Legal Summary  

Hemp derived cannabidiol (CBD) has been a hot topic in the media. The big issue now is the legality of these products and lack of support or even guidance from state Veterinary Medical Associations, Veterinary Medical Boards, and certainly the AVMA. Here is what you need to understand.

The professional veterinary associations and regulatory bodies have many reservations regarding MANY of the products – you just don’t hear about them the same way the cannabis narrative has gained traction. Several years ago the DEA de-scheduled hemp-derived CBD.

 Hemp-derived CBD  is very different from “marijuana” (which is sometimes called “cannabis” in legislation) derived CBD.  CBD from hemp is not a controlled substance and is legal to be transported in all 50 states. With that said, the de-scheduling did punt oversight of hemp-derived CBD products to the FDA; the FDA, in turn, has made some very clear statements regarding what is legally allowed to be sold.

Hemp CBD products, depending on their labeling and marketing, are considered an animal supplement or nutraceutical that is legal at the federal level and in most states.

Enforcement in states (Idaho and, to some extent, North Carolina, Alaska, and Hawaii) is almost non-existent and specific to the manufacturers, not veterinarians. You may have read that the FDA expressly prohibits CBD in dietary supplements: this is true, but only in regards to human supplements NOT animal supplements. The FDA does not regulate animal supplements or nutraceuticals. A human dietary supplement is differentiated in both the law and FDA categorization (for more information see the 1996 interpretation of Dietary Supplement and Health Education Act).
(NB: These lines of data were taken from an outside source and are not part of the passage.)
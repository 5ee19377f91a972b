//! Renderables per object kind

use atelier_core::{ObjectKind, Vec3};
use serde::Serialize;
use std::collections::HashMap;

/// Opaque render payload attached to a node
#[derive(Debug, Clone, PartialEq, Serialize)]
#[serde(tag = "type", rename_all = "lowercase")]
pub enum Renderable {
    /// Box primitive of the given size, centered on the node origin
    Primitive { size: Vec3 },
    /// Model asset resolved by the renderer
    Model { path: String },
}

/// Supplies the renderable for an object kind
pub trait AssetSource {
    fn renderable(&self, kind: ObjectKind, footprint: Vec3) -> Renderable;
}

/// Generic boxes draw as primitives; furniture kinds load `/models/<kind>.glb`
/// unless a path was configured.
#[derive(Debug, Clone, Default)]
pub struct BuiltinAssets {
    model_paths: HashMap<ObjectKind, String>,
}

impl BuiltinAssets {
    pub fn new() -> Self {
        Self::default()
    }

    pub fn with_model_path(mut self, kind: ObjectKind, path: impl Into<String>) -> Self {
        self.model_paths.insert(kind, path.into());
        self
    }
}

impl AssetSource for BuiltinAssets {
    fn renderable(&self, kind: ObjectKind, footprint: Vec3) -> Renderable {
        match kind {
            ObjectKind::GenericBox => Renderable::Primitive { size: footprint },
            _ => Renderable::Model {
                path: self
                    .model_paths
                    .get(&kind)
                    .cloned()
                    .unwrap_or_else(|| format!("/models/{}.glb", kind)),
            },
        }
    }
}
//! Furniture kinds and their placement defaults

use crate::{AtelierError, Color, Vec3};
use serde::{Deserialize, Serialize};
use std::fmt;
use std::str::FromStr;

/// The kinds of object a user can place.
#[derive(Debug, Clone, Copy, PartialEq, Eq, Hash, Default, Serialize, Deserialize)]
#[serde(rename_all = "kebab-case")]
pub enum ObjectKind {
    #[default]
    #[serde(alias = "box")]
    GenericBox,
    Chair,
    Table,
    Lamp,
    Rug,
}

/// Values applied to a freshly added object of a given kind.
#[derive(Debug, Clone, Copy, PartialEq)]
pub struct KindDefaults {
    /// Nominal size; the rendered size of a generic box
    pub footprint: Vec3,
    /// Height of the object's origin when it rests on the floor
    pub placement_height: f32,
    pub color: Color,
}

impl KindDefaults {
    /// Canonical resting position: centered in the room, sitting on the floor
    pub fn position(&self) -> Vec3 {
        Vec3::new(0.0, self.placement_height, 0.0)
    }
}

impl ObjectKind {
    pub const ALL: [ObjectKind; 5] = [
        ObjectKind::GenericBox,
        ObjectKind::Chair,
        ObjectKind::Table,
        ObjectKind::Lamp,
        ObjectKind::Rug,
    ];

    pub fn defaults(&self) -> KindDefaults {
        match self {
            ObjectKind::GenericBox => KindDefaults {
                footprint: Vec3::new(1.0, 1.0, 1.0),
                placement_height: 0.5,
                color: Color::from_hex(0xc2a676),
            },
            ObjectKind::Chair => KindDefaults {
                footprint: Vec3::new(0.6, 0.9, 0.6),
                placement_height: 0.45,
                color: Color::from_hex(0xc2a676),
            },
            ObjectKind::Table => KindDefaults {
                footprint: Vec3::new(1.4, 0.75, 0.8),
                placement_height: 0.375,
                color: Color::from_hex(0xb28b5c),
            },
            ObjectKind::Lamp => KindDefaults {
                footprint: Vec3::new(0.3, 1.6, 0.3),
                placement_height: 0.8,
                color: Color::from_hex(0xf4e7c5),
            },
            ObjectKind::Rug => KindDefaults {
                footprint: Vec3::new(2.5, 0.05, 1.5),
                placement_height: 0.025,
                color: Color::from_hex(0xcbb7f7),
            },
        }
    }

    pub fn as_str(&self) -> &'static str {
        match self {
            ObjectKind::GenericBox => "generic-box",
            ObjectKind::Chair => "chair",
            ObjectKind::Table => "table",
            ObjectKind::Lamp => "lamp",
            ObjectKind::Rug => "rug",
        }
    }
}

impl fmt::Display for ObjectKind {
    fn fmt(&self, f: &mut fmt::Formatter<'_>) -> fmt::Result {
        f.write_str(self.as_str())
    }
}

impl FromStr for ObjectKind {
    type Err = AtelierError;

    fn from_str(s: &str) -> Result<Self, Self::Err> {
        match s {
            "generic-box" | "box" => Ok(ObjectKind::GenericBox),
            "chair" => Ok(ObjectKind::Chair),
            "table" => Ok(ObjectKind::Table),
            "lamp" => Ok(ObjectKind::Lamp),
            "rug" => Ok(ObjectKind::Rug),
            other => Err(AtelierError::InvalidEnumValue {
                value: other.to_string(),
                allowed: Self::ALL.iter().map(|k| k.as_str().to_string()).collect(),
            }),
        }
    }
}

#[cfg(test)]
mod tests {
    use super::*;

    #[test]
    fn test_lamp_defaults() {
        let d = ObjectKind::Lamp.defaults();
        assert_eq!(d.footprint, Vec3::new(0.3, 1.6, 0.3));
        assert_eq!(d.position(), Vec3::new(0.0, 0.8, 0.0));
        assert_eq!(d.color.to_hex_string(), "#f4e7c5");
    }

    #[test]
    fn test_placement_height_rests_on_floor() {
        for kind in ObjectKind::ALL {
            let d = kind.defaults();
            assert!((d.placement_height - d.footprint.y / 2.0).abs() < 1e-6, "{kind}");
        }
    }

    #[test]
    fn test_parse_names() {
        assert_eq!("rug".parse::<ObjectKind>().unwrap(), ObjectKind::Rug);
        assert_eq!("box".parse::<ObjectKind>().unwrap(), ObjectKind::GenericBox);
        assert!(matches!(
            "sofa".parse::<ObjectKind>(),
            Err(AtelierError::InvalidEnumValue { .. })
        ));
    }

    #[test]
    fn test_serde_names() {
        let json = serde_json::to_string(&ObjectKind::GenericBox).unwrap();
        assert_eq!(json, "\"generic-box\"");
        let kind: ObjectKind = serde_json::from_str("\"box\"").unwrap();
        assert_eq!(kind, ObjectKind::GenericBox);
    }
}
//! Atelier CLI - Headless driver for the Atelier layout editor

mod commands;
mod script;

use anyhow::Result;
use clap::{Parser, Subcommand};
use commands::{config, kelvin, kinds, run};

#[derive(Parser)]
#[command(name = "atelier")]
#[command(about = "Room layout editor with a headless scripting front end", long_about = None)]
#[command(version)]
struct Cli {
    #[command(subcommand)]
    command: Commands,
}

#[derive(Subcommand)]
enum Commands {
    /// Replay a script of editor actions and print the resulting state
    Run {
        /// Path to script file
        script: String,

        /// Config file to use instead of the global and project layers
        #[arg(long)]
        config: Option<String>,

        /// Output format (json or toml)
        #[arg(long, default_value = "json")]
        format: String,

        /// Include the final render frame in the output
        #[arg(long)]
        frame: bool,
    },

    /// Show the light tint for a color temperature
    Kelvin {
        /// Temperature in Kelvin (clamped to 2700..6500)
        kelvin: f64,
    },

    /// List placeable object kinds and their defaults
    Kinds {
        /// Output format (text, json or toml)
        #[arg(long, default_value = "text")]
        format: String,
    },

    /// Print the resolved configuration
    Config {
        /// Config file to use instead of the global and project layers
        #[arg(long)]
        config: Option<String>,
    },
}

fn main() -> Result<()> {
    env_logger::init();
    let cli = Cli::parse();

    match cli.command {
        Commands::Run {
            script,
            config,
            format,
            frame,
        } => run::run(run::RunArgs {
            script,
            config,
            format,
            frame,
        }),
        Commands::Kelvin { kelvin } => kelvin::run(kelvin),
        Commands::Kinds { format } => kinds::run(&format),
        Commands::Config { config } => config::run(config.as_deref()),
    }
}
You may have also seen that there are no FDA-approved cannabis products for veterinary species. The FDA regulates and approves animal products that are drugs, food, and/or medical devices. The FDA acknowledges that hemp CBD products can be legal depending on the intended use, how they are labeled, and how they are marketed.

The packaging and marketing of a product determines whether a product is a drug – not the actual use of a product by a veterinarian or consumer. The FDA also does not necessarily consider a product a drug just because it contains an ingredient in an FDA-approved medication. An example of this is fish oil. Fish oil has long been sold as both a human and animal supplement. In 2019, the FDA approved a new “drug” called Vascepa, a highly purified fish oil. Does this make all fish oil a drug that requires a prescription? Obviously not, unless the product label makes medical claims.

Other things not approved by the FDA being used regularly in veterinary medicine:

  1. The use of ANY animal supplement or nutraceutical. The same FDA labeling and marketing rules apply.  Glucosamine supplements, milk thistle, Yunaan Baiyao, etc: NONE are not FDA approved. 
  2. Stem cell transplants and in-hospital stem-cell collection kits. 
  3. Laser therapy.  Manufacturers are encouraged to follow the FDA’s laser manufacturing guidelines. 
  4. MOST pharmaceuticals on your shelves are not approved for animal use!

For example: Have you ever looked at the label on your bottle of ketamine? It says that it is only approved for humans, non-human primates, and cats. Yet we use it in numerous species. Ketamine may be administered for indications outside of its FDA-approved indications and species, consistent with medical standards and regulations, per state veterinary practice acts and AMDUCA law.  Careful practice of evidence-based medicine supports its use by appropriately trained veterinary professionals. The important thing to remember is, because most of the drugs we use are not FDA approved for our specific species, nor for the reasons or conditions for which we want to use them, there is potential for legal exposure if an adverse reaction were to be reported to a state veterinary governing board (“VMB”).

A VMB can reprimand a DVM for using any drug that is not labeled for that specific species or indication. Do they do this often? No, just like VMB’s rarely reprimand a licensee for using supplements in general.​​


When it comes to supplements/nutraceuticals and decreasing liability concerns, it may be best to use a product that has been clinically researched in the event an adverse reaction occurs. This way the practitioner could provide evidence that they, in fact, were attempting to maintain a “standard of care”.